For extra treats I feed raw tidbits (liver pieces, kidney etc.) but no doubt the most favored treat is chicken feet. Gags me every time, but my guys love it. What's a dog lover to do?


----------



## VomBlack (May 23, 2009)

That's kind of what i've been doing, alternating between a good quality kibble and raw.. but the chicken backs seem so.. intimidating? :rofl: I mean it's not like they're going to choke on them i'm just afraid of screwing up on the whole raw feeding bit.

Chicken feet though, I may have to look into that as a um.. treat. 

I have since learned to keep them sectioned off in the kitchen at least, had an incident where I dished out the raw food and they each grabbed some and ran to the carpeted living room to chow down, I managed to stop the littlest devil before she hopped on the couch.. it's been a learning process to say the least. :crazy:


----------



## Wolfgeist (Dec 4, 2010)

It may help if you share your concerns - what exactly is keeping you from going all raw?

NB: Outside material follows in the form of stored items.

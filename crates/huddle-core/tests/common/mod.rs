#![allow(dead_code)]

use std::collections::HashSet;
use std::sync::atomic::{AtomicBool, Ordering};
use std::sync::{Arc, Mutex};

use axum::Router;
use axum::http::StatusCode;
use axum::routing::post;
use serde_json::{Value, json};

use huddle_core::SdkError;
use huddle_core::events::{MeetingEvent, MeetingEventListener};
use huddle_core::sdk::{
    AttendeeRef, AudioVideoFacade, MediaSdk, RealtimeObserver, VideoFrame, VideoPauseState,
    VideoRenderView, VideoTileObserver, VideoTileState,
};
use huddle_core::session::SessionConfiguration;

// ── Stub backend ─────────────────────────────────────────────────────

pub type Reply = (StatusCode, String);

pub fn ok_json(body: Value) -> Reply {
    (StatusCode::OK, body.to_string())
}

pub async fn bind() -> tokio::net::TcpListener {
    tokio::net::TcpListener::bind("127.0.0.1:0").await.unwrap()
}

pub fn serve_on(listener: tokio::net::TcpListener, app: Router) -> String {
    let addr = listener.local_addr().unwrap();
    tokio::spawn(async move {
        axum::serve(listener, app).await.unwrap();
    });
    format!("http://{addr}")
}

/// Backend answering both endpoints with canned replies; join bodies are recorded.
pub struct StubBackend {
    pub url: String,
    pub join_bodies: Arc<Mutex<Vec<String>>>,
}

pub async fn spawn_backend(create: Reply, join: Reply) -> StubBackend {
    let join_bodies = Arc::new(Mutex::new(Vec::new()));
    let seen = join_bodies.clone();
    let app = Router::new()
        .route(
            "/createMeeting",
            post(move || {
                let reply = create.clone();
                async move { reply }
            }),
        )
        .route(
            "/joinMeeting",
            post(move |body: String| {
                let reply = join.clone();
                let seen = seen.clone();
                async move {
                    seen.lock().unwrap().push(body);
                    reply
                }
            }),
        );
    let url = serve_on(bind().await, app);
    StubBackend { url, join_bodies }
}

/// URL nothing listens on.
pub async fn unreachable_url() -> String {
    let listener = bind().await;
    let addr = listener.local_addr().unwrap();
    drop(listener);
    format!("http://{addr}")
}

// ── Payloads ─────────────────────────────────────────────────────────

pub fn meeting_json(meeting_id: &str) -> Value {
    json!({
        "MeetingId": meeting_id,
        "ExternalMeetingId": "weekly-sync",
        "MediaRegion": "us-east-1",
        "MediaPlacement": {
            "AudioHostUrl": "audio.example.com:3478",
            "AudioFallbackUrl": "wss://audio.example.com/fallback",
            "SignalingUrl": "wss://signal.example.com/control",
            "TurnControlUrl": "https://turn.example.com/control",
            "ScreenDataUrl": "wss://screen.example.com/data",
            "ScreenSharingUrl": "wss://screen.example.com/share"
        }
    })
}

pub fn attendee_json(attendee_id: &str, external_user_id: &str) -> Value {
    json!({
        "AttendeeId": attendee_id,
        "ExternalUserId": external_user_id,
        "JoinToken": "join-token"
    })
}

pub fn join_reply(meeting_id: &str, attendee_id: &str) -> Value {
    json!({
        "Meeting": meeting_json(meeting_id),
        "Attendee": attendee_json(attendee_id, "alice")
    })
}

// ── Fake media SDK ───────────────────────────────────────────────────

#[derive(Default)]
pub struct FakeFacade {
    calls: Mutex<Vec<String>>,
    failing: Mutex<HashSet<&'static str>>,
    tile_observers: Mutex<Vec<Arc<dyn VideoTileObserver>>>,
    realtime_observers: Mutex<Vec<Arc<dyn RealtimeObserver>>>,
    /// Fire `on_video_tile_added` from inside `bind_video_view`.
    pub added_on_bind: AtomicBool,
}

impl FakeFacade {
    pub fn fail(&self, call: &'static str) {
        self.failing.lock().unwrap().insert(call);
    }

    pub fn calls(&self) -> Vec<String> {
        self.calls.lock().unwrap().clone()
    }

    pub fn count(&self, call: &str) -> usize {
        self.calls().iter().filter(|c| c.as_str() == call).count()
    }

    pub fn tile_observer_count(&self) -> usize {
        self.tile_observers.lock().unwrap().len()
    }

    fn record(&self, call: &'static str) -> Result<(), SdkError> {
        self.calls.lock().unwrap().push(call.to_string());
        if self.failing.lock().unwrap().contains(call) {
            Err(SdkError::new(format!("{call} rejected")))
        } else {
            Ok(())
        }
    }

    fn tile_observers(&self) -> Vec<Arc<dyn VideoTileObserver>> {
        self.tile_observers.lock().unwrap().clone()
    }

    pub fn emit_added(&self, tile: VideoTileState) {
        for o in self.tile_observers() {
            o.on_video_tile_added(tile.clone());
        }
    }

    pub fn emit_paused(&self, tile: VideoTileState) {
        for o in self.tile_observers() {
            o.on_video_tile_paused(tile.clone());
        }
    }

    pub fn emit_removed(&self, tile: VideoTileState) {
        for o in self.tile_observers() {
            o.on_video_tile_removed(tile.clone());
        }
    }

    pub fn emit_joined(&self, attendees: Vec<AttendeeRef>) {
        let observers = self.realtime_observers.lock().unwrap().clone();
        for o in observers {
            o.on_attendees_joined(attendees.clone());
        }
    }
}

impl AudioVideoFacade for FakeFacade {
    fn start(&self) -> Result<(), SdkError> {
        self.record("start")
    }

    fn stop(&self) -> Result<(), SdkError> {
        self.record("stop")
    }

    fn add_video_tile_observer(&self, observer: Arc<dyn VideoTileObserver>) {
        self.tile_observers.lock().unwrap().push(observer);
    }

    fn add_realtime_observer(&self, observer: Arc<dyn RealtimeObserver>) {
        self.realtime_observers.lock().unwrap().push(observer);
    }

    fn bind_video_view(
        &self,
        _view: Arc<dyn VideoRenderView>,
        tile_id: i32,
    ) -> Result<(), SdkError> {
        if self.added_on_bind.load(Ordering::SeqCst) {
            self.emit_added(tile(tile_id, "a-remote"));
        }
        self.record("bind_video_view")
    }

    fn unbind_video_view(&self, _tile_id: i32) -> Result<(), SdkError> {
        self.record("unbind_video_view")
    }

    fn start_local_video(&self) -> Result<(), SdkError> {
        self.record("start_local_video")
    }

    fn stop_local_video(&self) -> Result<(), SdkError> {
        self.record("stop_local_video")
    }

    fn realtime_local_mute(&self) -> Result<(), SdkError> {
        self.record("mute")
    }

    fn realtime_local_unmute(&self) -> Result<(), SdkError> {
        self.record("unmute")
    }
}

#[derive(Default)]
pub struct FakeSdk {
    pub facade: Arc<FakeFacade>,
    pub fail_create: AtomicBool,
    configs: Mutex<Vec<SessionConfiguration>>,
}

impl FakeSdk {
    pub fn configs(&self) -> Vec<SessionConfiguration> {
        self.configs.lock().unwrap().clone()
    }
}

impl MediaSdk for FakeSdk {
    fn create_session(
        &self,
        config: SessionConfiguration,
    ) -> Result<Arc<dyn AudioVideoFacade>, SdkError> {
        if self.fail_create.load(Ordering::SeqCst) {
            return Err(SdkError::new("device unavailable"));
        }
        self.configs.lock().unwrap().push(config);
        Ok(self.facade.clone())
    }
}

pub struct NullView;

impl VideoRenderView for NullView {
    fn on_video_frame_received(&self, _frame: VideoFrame) {}
}

pub fn tile(id: i32, attendee_id: &str) -> VideoTileState {
    VideoTileState {
        tile_id: id,
        attendee_id: attendee_id.to_string(),
        pause_state: VideoPauseState::Unpaused,
        is_local_tile: false,
        is_content: false,
        video_stream_content_width: 640,
        video_stream_content_height: 360,
    }
}

#[derive(Default)]
pub struct EventLog {
    pub events: Mutex<Vec<MeetingEvent>>,
}

impl MeetingEventListener for EventLog {
    fn on_event(&self, event: MeetingEvent) {
        self.events.lock().unwrap().push(event);
    }
}
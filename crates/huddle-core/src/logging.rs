use std::sync::Once;

use tracing_subscriber::EnvFilter;

const DEFAULT_FILTER: &str = "huddle_core=debug";

/// Initialize tracing/logging. Call once from the host before using the client.
/// `RUST_LOG` overrides the default filter.
pub fn init_logging() {
    static INIT: Once = Once::new();
    INIT.call_once(|| {
        let filter = EnvFilter::try_from_default_env()
            .unwrap_or_else(|_| EnvFilter::new(DEFAULT_FILTER));
        // Another subscriber may already be installed by the host.
        let _ = tracing_subscriber::fmt()
            .with_env_filter(filter)
            .with_ansi(false)
            .try_init();
    });
}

In all honesty, it does seem very intimidating and even scary at first. Once you get used to it, and you get used to your dogs eating it, it's all smooth sailing. I feed my 10 week old pup chicken backs, and I monitor him closely while he crunches and swallows the bones just because I am paranoid (I have only been feeding raw for a few weeks). I have seen him swallow rather large pieces of bone, but he always turns out perfectly okay as a result. He is so healthy, too. I am such a huge fan of raw, even though I need to learn how to balance it a bit better myself. Don't be afraid. Learn, grow and give your dogs that amazing healthy food.


----------



## VomBlack (May 23, 2009)

I'm more or less asking about the chicken backs at this point, I have some thawed in my fridge that I was thinking of passing out for dinner. They're both very.. enthusiastic eaters. I guess i'll try the chicken backs and see how that goes. I'm just paranoid with them not chewing it enough I guess, haha.


----------



## Wolfgeist (Dec 4, 2010)

VomBlack said:


> I'm more or less asking about the chicken backs at this point, I have some thawed in my fridge that I was thinking of passing out for dinner. They're both very.. enthusiastic eaters. I guess i'll try the chicken backs and see how that goes. I'm just paranoid with them not chewing it enough I guess, haha.


Very understandable, and you're being responsible with your concerns.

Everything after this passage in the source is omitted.